(Stored data begins)

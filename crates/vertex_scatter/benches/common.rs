use std::time::Duration;

use criterion::{Criterion, Throughput};
use glam::Vec3;
use vertex_scatter::prelude::TargetPoint;
use vertex_scatter::scene::vertex_component;

pub const SAMPLE_SIZE: usize = 20;
pub const WARM_UP: Duration = Duration::from_secs(1);
pub const MEASUREMENT_TIME: Duration = Duration::from_secs(2);

pub fn default_criterion() -> Criterion {
    Criterion::default()
        .configure_from_args()
        .sample_size(SAMPLE_SIZE)
        .warm_up_time(WARM_UP)
        .measurement_time(MEASUREMENT_TIME)
}

pub fn elements_throughput(elements: usize) -> Throughput {
    Throughput::Elements(elements.max(1) as u64)
}

/// Vertices of a square grid with `side * side` points, one unit apart.
#[allow(dead_code)]
pub fn grid_vertices(side: usize) -> Vec<Vec3> {
    (0..side * side)
        .map(|i| Vec3::new((i % side) as f32, 0.0, (i / side) as f32))
        .collect()
}

pub fn grid_targets(side: usize) -> Vec<TargetPoint> {
    (0..side * side)
        .map(|i| {
            TargetPoint::new(
                vertex_component("grid", i),
                Vec3::new((i % side) as f32, 0.0, (i / side) as f32),
            )
        })
        .collect()
}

(Stored data ends)

--- Task ---
Your answer should consist only of the lines from the one that holds "one unit apart." to the end of the entries above, both ends included, each repeated exactly.

--- Answer for the task ---
/// Vertices of a square grid with `side * side` points, one unit apart.
#[allow(dead_code)]
pub fn grid_vertices(side: usize) -> Vec<Vec3> {
    (0..side * side)
        .map(|i| Vec3::new((i % side) as f32, 0.0, (i / side) as f32))
        .collect()
}

pub fn grid_targets(side: usize) -> Vec<TargetPoint> {
    (0..side * side)
        .map(|i| {
            TargetPoint::new(
                vertex_component("grid", i),
                Vec3::new((i % side) as f32, 0.0, (i / side) as f32),
            )
        })
        .collect()
}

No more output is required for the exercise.